Un centenar de apartamentos de la calle Ivan Dziuba de Kiev dejaron de existir el jueves en un visto y no visto. Un misil balístico ruso impactó en un edificio de 10 plantas durante otro bombardeo con cientos de drones y cohetes. Los Servicios de Emergencias finalizaron al mediodía del viernes las tareas de búsqueda de víctimas entre los escombros. 31 personas fallecieron y los heridos superan los 150. Entre las víctimas hay cinco menores de edad muertos y 16 heridos.

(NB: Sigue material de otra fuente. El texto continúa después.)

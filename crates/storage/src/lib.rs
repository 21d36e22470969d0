#![forbid(unsafe_code)]

pub mod repository;
pub mod sqlite;

pub use repository::{
    InMemoryRepository, NewQuizAttempt, ProgressRepository, QuizAttemptRecord, Storage,
    StorageError,
};
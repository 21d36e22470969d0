use std::sync::Arc;
use std::time::Duration;

use sqlx::{SqlitePool, sqlite::SqlitePoolOptions};
use thiserror::Error;

use crate::repository::{ProgressRepository, Storage};

mod mapping;
mod migrate;
mod progress_repo;

#[derive(Clone)]
pub struct SqliteRepository {
    pool: SqlitePool,
}

#[derive(Debug, Error)]
#[non_exhaustive]
pub enum SqliteInitError {
    #[error(transparent)]
    Sqlx(#[from] sqlx::Error),
}

impl SqliteRepository {
    /// Connect to `SQLite` using the given URL.
    ///
    /// # Errors
    ///
    /// Returns `SqliteInitError` if the connection cannot be established or if
    /// enforcing foreign key constraints fails during setup.
    pub async fn connect(database_url: &str) -> Result<Self, SqliteInitError> {
        let pool = SqlitePoolOptions::new()
            .max_connections(5)
            .acquire_timeout(Duration::from_secs(5))
            .after_connect(|conn, _meta| {
                Box::pin(async move {
                    sqlx::query("PRAGMA foreign_keys = ON;")
                        .execute(&mut *conn)
                        .await?;
                    sqlx::query("PRAGMA journal_mode = WAL;")
                        .execute(&mut *conn)
                        .await?;
                    sqlx::query("PRAGMA busy_timeout = 5000;")
                        .execute(&mut *conn)
                        .await?;
                    Ok(())
                })
            })
            .connect(database_url)
            .await?;
        Ok(Self { pool })
    }

    #[must_use]
    pub fn pool(&self) -> &SqlitePool {
        &self.pool
    }

    /// Create tables if they do not exist.
    ///
    /// # Errors
    ///
    /// Returns `SqliteInitError` if migration queries fail.
    pub async fn migrate(&self) -> Result<(), SqliteInitError> {
        migrate::run_migrations(&self.pool).await
    }
}

impl Storage {
    /// Build a `Storage` backed by `SQLite`.
    ///
    /// # Errors
    ///
    /// Returns `SqliteInitError` if connection or migrations cannot be
    /// completed.
    pub async fn sqlite(database_url: &str) -> Result<Self, SqliteInitError> {
        let repo = SqliteRepository::connect(database_url).await?;
        repo.migrate().await?;
        let progress: Arc<dyn ProgressRepository> = Arc::new(repo);
        Ok(Self { progress })
    }
}

#[cfg(test)]
mod tests {
    use super::*;

    #[test]
    fn repository_is_send_sync() {
        fn assert_send_sync<T: Send + Sync>() {}
        assert_send_sync::<SqliteRepository>();
    }
}
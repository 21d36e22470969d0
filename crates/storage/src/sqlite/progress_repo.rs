use chrono::Utc;
use course_core::model::{EnrollmentKey, EnrollmentProgress, LectureRef};
use sqlx::Row;

use super::SqliteRepository;
use super::mapping::{
    answers_to_json, breakdown_to_json, key_from_row, key_to_i64, lecture_ref_to_i64,
    map_attempt_row, map_lecture_row, ser, u64_to_i64, version_from_i64,
};
use crate::repository::{
    NewQuizAttempt, ProgressRepository, QuizAttemptRecord, StorageError,
};

fn conn<E: core::fmt::Display>(e: E) -> StorageError {
    StorageError::Connection(e.to_string())
}

#[async_trait::async_trait]
impl ProgressRepository for SqliteRepository {
    async fn get_progress(
        &self,
        key: EnrollmentKey,
    ) -> Result<Option<EnrollmentProgress>, StorageError> {
        let (learner_id, course_id) = key_to_i64(key)?;

        let Some(row) = sqlx::query(
            r"
                SELECT learner_id, course_id, version, is_completed, completed_at, retired_at
                FROM enrollment_progress
                WHERE learner_id = ?1 AND course_id = ?2
            ",
        )
        .bind(learner_id)
        .bind(course_id)
        .fetch_optional(&self.pool)
        .await
        .map_err(conn)?
        else {
            return Ok(None);
        };

        let lecture_rows = sqlx::query(
            r"
                SELECT
                    module_index, lecture_index, completed, watched_percentage,
                    quiz_attempts, completed_at, quiz_score, quiz_total_points,
                    quiz_percentage, quiz_passed, quiz_breakdown, quiz_answers,
                    quiz_submitted_at
                FROM lecture_progress
                WHERE learner_id = ?1 AND course_id = ?2
                ORDER BY module_index ASC, lecture_index ASC
            ",
        )
        .bind(learner_id)
        .bind(course_id)
        .fetch_all(&self.pool)
        .await
        .map_err(conn)?;

        let mut lectures = Vec::with_capacity(lecture_rows.len());
        for lecture_row in &lecture_rows {
            lectures.push(map_lecture_row(lecture_row)?);
        }

        Ok(Some(EnrollmentProgress::from_persisted(
            key_from_row(&row)?,
            version_from_i64(row.try_get("version").map_err(ser)?)?,
            row.try_get("is_completed").map_err(ser)?,
            row.try_get("completed_at").map_err(ser)?,
            row.try_get("retired_at").map_err(ser)?,
            lectures,
        )))
    }

    #[allow(clippy::too_many_lines)]
    async fn commit_progress(
        &self,
        progress: &EnrollmentProgress,
        attempt: Option<&NewQuizAttempt>,
    ) -> Result<u64, StorageError> {
        let (learner_id, course_id) = key_to_i64(progress.key())?;
        let expected = progress.version();
        let next = expected + 1;
        let now = Utc::now();

        let mut tx = self.pool.begin().await.map_err(conn)?;

        let affected = if expected == 0 {
            sqlx::query(
                r"
                    INSERT INTO enrollment_progress (
                        learner_id, course_id, version, overall_progress_percent,
                        is_completed, completed_at, retired_at, updated_at
                    )
                    VALUES (?1, ?2, ?3, ?4, ?5, ?6, ?7, ?8)
                    ON CONFLICT(learner_id, course_id) DO NOTHING
                ",
            )
            .bind(learner_id)
            .bind(course_id)
            .bind(u64_to_i64("version", next)?)
            .bind(i64::from(progress.overall_progress_percent()))
            .bind(progress.is_completed())
            .bind(progress.completed_at())
            .bind(progress.retired_at())
            .bind(now)
            .execute(&mut *tx)
            .await
            .map_err(conn)?
            .rows_affected()
        } else {
            sqlx::query(
                r"
                    UPDATE enrollment_progress SET
                        version = ?3,
                        overall_progress_percent = ?4,
                        is_completed = ?5,
                        completed_at = ?6,
                        retired_at = ?7,
                        updated_at = ?8
                    WHERE learner_id = ?1 AND course_id = ?2 AND version = ?9
                ",
            )
            .bind(learner_id)
            .bind(course_id)
            .bind(u64_to_i64("version", next)?)
            .bind(i64::from(progress.overall_progress_percent()))
            .bind(progress.is_completed())
            .bind(progress.completed_at())
            .bind(progress.retired_at())
            .bind(now)
            .bind(u64_to_i64("version", expected)?)
            .execute(&mut *tx)
            .await
            .map_err(conn)?
            .rows_affected()
        };

        if affected == 0 {
            // dropping the transaction rolls it back
            return Err(StorageError::Conflict);
        }

        for (at, entry) in progress.lecture_entries() {
            let (module_index, lecture_index) = lecture_ref_to_i64(at)?;
            let quiz = entry.quiz_result();
            sqlx::query(
                r"
                    INSERT INTO lecture_progress (
                        learner_id, course_id, module_index, lecture_index, completed,
                        watched_percentage, quiz_attempts, completed_at, quiz_score,
                        quiz_total_points, quiz_percentage, quiz_passed, quiz_breakdown,
                        quiz_answers, quiz_submitted_at
                    )
                    VALUES (?1, ?2, ?3, ?4, ?5, ?6, ?7, ?8, ?9, ?10, ?11, ?12, ?13, ?14, ?15)
                    ON CONFLICT(learner_id, course_id, module_index, lecture_index) DO UPDATE SET
                        completed = excluded.completed,
                        watched_percentage = excluded.watched_percentage,
                        quiz_attempts = excluded.quiz_attempts,
                        completed_at = excluded.completed_at,
                        quiz_score = excluded.quiz_score,
                        quiz_total_points = excluded.quiz_total_points,
                        quiz_percentage = excluded.quiz_percentage,
                        quiz_passed = excluded.quiz_passed,
                        quiz_breakdown = excluded.quiz_breakdown,
                        quiz_answers = excluded.quiz_answers,
                        quiz_submitted_at = excluded.quiz_submitted_at
                ",
            )
            .bind(learner_id)
            .bind(course_id)
            .bind(module_index)
            .bind(lecture_index)
            .bind(entry.completed())
            .bind(i64::from(entry.watched_percentage()))
            .bind(i64::from(entry.quiz_attempts()))
            .bind(entry.completed_at())
            .bind(quiz.map(|q| i64::from(q.score)))
            .bind(quiz.map(|q| i64::from(q.total_points)))
            .bind(quiz.map(|q| q.percentage))
            .bind(quiz.map(|q| q.passed))
            .bind(quiz.map(|q| breakdown_to_json(&q.breakdown)).transpose()?)
            .bind(quiz.map(|q| answers_to_json(&q.submitted_answers)).transpose()?)
            .bind(quiz.map(|q| q.submitted_at))
            .execute(&mut *tx)
            .await
            .map_err(conn)?;
        }

        if let Some(attempt) = attempt {
            let (module_index, lecture_index) = lecture_ref_to_i64(attempt.at)?;
            let result = &attempt.result;
            sqlx::query(
                r"
                    INSERT INTO quiz_attempts (
                        learner_id, course_id, module_index, lecture_index, score,
                        total_points, percentage, passed, breakdown, answers, submitted_at
                    )
                    VALUES (?1, ?2, ?3, ?4, ?5, ?6, ?7, ?8, ?9, ?10, ?11)
                ",
            )
            .bind(learner_id)
            .bind(course_id)
            .bind(module_index)
            .bind(lecture_index)
            .bind(i64::from(result.score))
            .bind(i64::from(result.total_points))
            .bind(result.percentage)
            .bind(result.passed)
            .bind(breakdown_to_json(&result.breakdown)?)
            .bind(answers_to_json(&result.submitted_answers)?)
            .bind(result.submitted_at)
            .execute(&mut *tx)
            .await
            .map_err(conn)?;
        }

        tx.commit().await.map_err(conn)?;
        Ok(next)
    }

    async fn list_quiz_attempts(
        &self,
        key: EnrollmentKey,
        at: LectureRef,
        limit: u32,
    ) -> Result<Vec<QuizAttemptRecord>, StorageError> {
        let (learner_id, course_id) = key_to_i64(key)?;
        let (module_index, lecture_index) = lecture_ref_to_i64(at)?;

        let rows = sqlx::query(
            r"
                SELECT
                    id, module_index, lecture_index, score, total_points, percentage,
                    passed, breakdown, answers, submitted_at
                FROM quiz_attempts
                WHERE learner_id = ?1 AND course_id = ?2
                  AND module_index = ?3 AND lecture_index = ?4
                ORDER BY submitted_at DESC, id DESC
                LIMIT ?5
            ",
        )
        .bind(learner_id)
        .bind(course_id)
        .bind(module_index)
        .bind(lecture_index)
        .bind(i64::from(limit))
        .fetch_all(&self.pool)
        .await
        .map_err(conn)?;

        let mut out = Vec::with_capacity(rows.len());
        for row in rows {
            out.push(map_attempt_row(&row)?);
        }
        Ok(out)
    }
}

La tragedia se produjo en la última fase del bombardeo de la madrugada del jueves. El ataque duró más de seis horas (de las 23:00 a las 5:30) y, como es habitual en la táctica rusa, sus drones bomba Shahed y Gerber llegan en varias olas que intentan desbordar a las defensas antiaéreas rodeando la ciudad. Es al final de la operación cuando el invasor dispara sus misiles, para que coincidan con la última columna de drones que alcanzan la capital. Cinco misiles balísticos Iskander irrumpieron sobre Kiev en ese momento. Uno de estos alcanzó un bloque de viviendas de 10 plantas, causando la segunda mayor matanza de civiles en la capital en los casi tres años de guerra.
El ataque que dejó más muertos en Kiev se produjo en julio de 2024, justo hace un año, cuando fallecieron 32 personas y 82 resultaron heridas. Aquella jornada es sobre todo recordada porque el fuego ruso destruyó un hospital pediátrico de la capital.